Chillida’s art performed powerfully elsewhere in the sale as well. A much smaller bronze-and-wood work sold for $540,000, well above its $460,00 high estimate, and a terracotta totem took in a solid $930,000. These were among the works featured in the GuggenheimBilbao’s 2006 group exhibition “Homage to Chillida,” the entire contents of which were auctioned off at Christie's, including a number of top-selling tributes to Chillida by other artists. In today’s afternoon sale, for instance, Markus Lüpertz’s 2003 bronze sculpture of a head, Chillida 1, sold to Miami collector Marty Margulies for $77,000—twice its estimate.
It appears to be a good time for sculpture on the market overall, a trend that has been in abundant evidence in London thus far. Cy Twombly, though better known for his doodle-esque paintings, had a bronze post on a platform sell for $2.5 million last night, while anYves Klein sponge sculpture sold to the Nahmad family for $4.2 million. A small aluminum figure by Thomas Schütte also tripled its high estimate, bringing in $744,000 in the day sale.
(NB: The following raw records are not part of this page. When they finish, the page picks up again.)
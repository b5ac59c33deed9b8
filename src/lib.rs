//! Suture library crate: surgical source patches delivered as pull requests.
//!
//! The [`source`] module finds the byte span of a function body inside
//! already-formatted source text, labels it and spots file paths mentioned
//! in freeform text. The [`github`] module turns a batch of whole-file edits
//! into a feature branch, one commit per file and a single pull request. It
//! can extend an existing branch the same way and offers thin pull request
//! listing, review and housekeeping operations.

pub mod config;
pub mod error;
pub mod github;
pub mod source;

pub use config::{OperationMode, SutureConfig};
pub use error::PatchError;
pub use github::{
    BranchCommitter, CommitOptions, CommitReport, CommitRequest, FileEdit,
    OctocrabHostingGateway, PersonalAccessToken, PullRequestOps, RepositoryLocator, UpdateRequest,
};
pub use source::{SourceRegion, detect_paths, extract_name, locate, locate_offsets};
//! Repository URL parsing and identity wrappers for the patch pipeline.

use url::Url;

use crate::error::PatchError;

/// Repository owner wrapper to avoid stringly typed parameters.
#[derive(Debug, Clone, PartialEq, Eq)]
pub struct RepositoryOwner(String);

impl RepositoryOwner {
    fn new(value: &str, input: &str) -> Result<Self, PatchError> {
        if value.is_empty() {
            return Err(invalid_url(input));
        }
        Ok(Self(value.to_owned()))
    }

    /// Borrow the owner value.
    #[must_use]
    pub const fn as_str(&self) -> &str {
        self.0.as_str()
    }
}

/// Repository name wrapper to prevent parameter mix-ups.
#[derive(Debug, Clone, PartialEq, Eq)]
pub struct RepositoryName(String);

impl RepositoryName {
    fn new(value: &str, input: &str) -> Result<Self, PatchError> {
        let trimmed = value.strip_suffix(".git").unwrap_or(value);
        if trimmed.is_empty() {
            return Err(invalid_url(input));
        }
        Ok(Self(trimmed.to_owned()))
    }

    /// Borrow the repository name.
    #[must_use]
    pub const fn as_str(&self) -> &str {
        self.0.as_str()
    }
}

/// Pull request number.
#[derive(Debug, Clone, Copy, PartialEq, Eq)]
pub struct PullRequestNumber(u64);

impl PullRequestNumber {
    /// Validates that the number is positive.
    ///
    /// # Errors
    ///
    /// Returns `PatchError::InvalidPullRequestNumber` for zero.
    pub const fn new(value: u64) -> Result<Self, PatchError> {
        if value == 0 {
            return Err(PatchError::InvalidPullRequestNumber);
        }
        Ok(Self(value))
    }

    /// Returns the numeric value.
    #[must_use]
    pub const fn get(self) -> u64 {
        self.0
    }
}

/// Personal access token wrapper enforcing presence.
#[derive(Clone, PartialEq, Eq)]
pub struct PersonalAccessToken(String);

impl PersonalAccessToken {
    /// Validates that the token is non-empty and trims whitespace.
    ///
    /// # Errors
    ///
    /// Returns `PatchError::MissingToken` when the supplied string is blank.
    pub fn new(token: impl AsRef<str>) -> Result<Self, PatchError> {
        let trimmed = token.as_ref().trim();
        if trimmed.is_empty() {
            return Err(PatchError::MissingToken);
        }
        Ok(Self(trimmed.to_owned()))
    }

    /// Borrow the token value.
    #[must_use]
    pub const fn value(&self) -> &str {
        self.0.as_str()
    }
}

impl AsRef<str> for PersonalAccessToken {
    fn as_ref(&self) -> &str {
        self.value()
    }
}

impl std::fmt::Debug for PersonalAccessToken {
    fn fmt(&self, f: &mut std::fmt::Formatter<'_>) -> std::fmt::Result {
        f.write_str("PersonalAccessToken(***)")
    }
}

fn invalid_url(input: &str) -> PatchError {
    PatchError::InvalidRepoUrl {
        input: input.to_owned(),
    }
}

/// Public API base used for every repository parsed from a URL.
const PUBLIC_API_BASE: &str = "https://api.github.com";

/// Hosts a repository URL may name.
const GITHUB_HOSTS: [&str; 2] = ["github.com", "www.github.com"];

fn is_github_host(host: &str) -> bool {
    GITHUB_HOSTS
        .iter()
        .any(|known| host.eq_ignore_ascii_case(known))
}

/// Parsed `github.com` repository URL and the API base requests go to.
///
/// # Example
///
/// ```
/// use suture::github::RepositoryLocator;
///
/// let locator = RepositoryLocator::parse("github.com/acme/widgets.git")
///     .expect("should parse repository URL");
/// assert_eq!(locator.owner().as_str(), "acme");
/// assert_eq!(locator.repository().as_str(), "widgets");
/// assert_eq!(locator.api_base().as_str(), "https://api.github.com/");
/// ```
#[derive(Debug, Clone, PartialEq, Eq)]
pub struct RepositoryLocator {
    api_base: Url,
    owner: RepositoryOwner,
    repository: RepositoryName,
}

impl RepositoryLocator {
    /// Parses a repository URL such as `https://github.com/<owner>/<repo>`.
    ///
    /// The scheme may be omitted, a trailing `.git` is dropped and any path
    /// after the repository segment (`/tree/main`, `/pull/3`) is ignored.
    /// Only `github.com` (or `www.github.com`) is accepted; requests go to
    /// the public API unless [`with_api_base`](Self::with_api_base) says
    /// otherwise.
    ///
    /// # Errors
    ///
    /// Returns `PatchError::InvalidRepoUrl` when the input is not a URL,
    /// names another host, or lacks owner and repository segments.
    pub fn parse(input: &str) -> Result<Self, PatchError> {
        let trimmed = input.trim();
        let candidate = if trimmed.contains("://") {
            trimmed.to_owned()
        } else {
            format!("https://{trimmed}")
        };

        let parsed = Url::parse(&candidate).map_err(|_| invalid_url(input))?;
        if !matches!(parsed.scheme(), "http" | "https")
            || !parsed.host_str().is_some_and(is_github_host)
        {
            return Err(invalid_url(input));
        }

        let mut segments = parsed
            .path_segments()
            .ok_or_else(|| invalid_url(input))?
            .filter(|segment| !segment.is_empty());

        let owner_segment = segments.next().ok_or_else(|| invalid_url(input))?;
        let repository_segment = segments.next().ok_or_else(|| invalid_url(input))?;

        let owner = RepositoryOwner::new(owner_segment, input)?;
        let repository = RepositoryName::new(repository_segment, input)?;
        let api_base = Url::parse(PUBLIC_API_BASE).map_err(|_| invalid_url(input))?;

        Ok(Self {
            api_base,
            owner,
            repository,
        })
    }

    /// Sends requests for this repository to `api_base` instead of the
    /// public API, e.g. `https://ghe.example.com/api/v3`.
    ///
    /// The override is explicit configuration; it is never inferred from a
    /// repository URL.
    ///
    /// # Errors
    ///
    /// Returns `PatchError::Configuration` when `api_base` is not an
    /// `http(s)` URL.
    pub fn with_api_base(self, api_base: &str) -> Result<Self, PatchError> {
        let parsed = Url::parse(api_base.trim())
            .ok()
            .filter(|url| matches!(url.scheme(), "http" | "https") && url.has_host())
            .ok_or_else(|| PatchError::Configuration {
                message: format!("invalid API base URL: {api_base}"),
            })?;
        Ok(Self {
            api_base: parsed,
            ..self
        })
    }

    /// API base URL requests are sent to.
    #[must_use]
    pub const fn api_base(&self) -> &Url {
        &self.api_base
    }

    /// Repository owner.
    #[must_use]
    pub const fn owner(&self) -> &RepositoryOwner {
        &self.owner
    }

    /// Repository name.
    #[must_use]
    pub const fn repository(&self) -> &RepositoryName {
        &self.repository
    }

    /// `owner/repo` slug used in log fields.
    #[must_use]
    pub fn slug(&self) -> String {
        format!("{}/{}", self.owner.as_str(), self.repository.as_str())
    }

    fn repo_path(&self) -> String {
        format!(
            "/repos/{}/{}",
            self.owner.as_str(),
            self.repository.as_str()
        )
    }

    /// Path of a single branch reference, as read by `git/ref`.
    pub(crate) fn branch_ref_path(&self, branch: &str) -> String {
        format!("{}/git/ref/heads/{branch}", self.repo_path())
    }

    /// Path of a branch reference for deletion through `git/refs`.
    pub(crate) fn branch_refs_path(&self, branch: &str) -> String {
        format!("{}/git/refs/heads/{branch}", self.repo_path())
    }

    /// Collection path used to create references.
    pub(crate) fn refs_path(&self) -> String {
        format!("{}/git/refs", self.repo_path())
    }

    /// Contents path for a repository-relative file, percent-encoded per
    /// segment so names such as `app/[id]/page.tsx` survive.
    pub(crate) fn contents_path(&self, path: &str) -> String {
        let encoded = Url::parse("http://contents.invalid").map_or_else(
            |_| format!("/{path}"),
            |mut scratch| {
                if let Ok(mut segments) = scratch.path_segments_mut() {
                    segments.clear().extend(path.split('/'));
                }
                scratch.path().replace('[', "%5B").replace(']', "%5D")
            },
        );
        format!("{}/contents{encoded}", self.repo_path())
    }

    /// Returns the API path for listing or creating pull requests.
    pub(crate) fn pulls_path(&self) -> String {
        format!("{}/pulls", self.repo_path())
    }

    /// Returns the API path for issue comments on a pull request.
    pub(crate) fn issue_comments_path(&self, number: PullRequestNumber) -> String {
        format!("{}/issues/{}/comments", self.repo_path(), number.get())
    }

    /// Returns the API path of a single pull request.
    pub(crate) fn pull_request_path(&self, number: PullRequestNumber) -> String {
        format!("{}/{}", self.pulls_path(), number.get())
    }
}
Of course, painting still reigned supreme in the $108 million overall evening sale. The event's top lot, a massive double portrait by market star Jean-Michel Basquiat, went for $29 million, followed by Peter Doig’s 1994 painting of a Canadian lake, Jetty, which, at $11.3 million, came just shy of the artist’s previous auction record. (Doig, who once held the honor of being the priciest living artist at auction, also soared with a Pointillist-esque snowstorm for nearly $3 million, or double its high estimate.)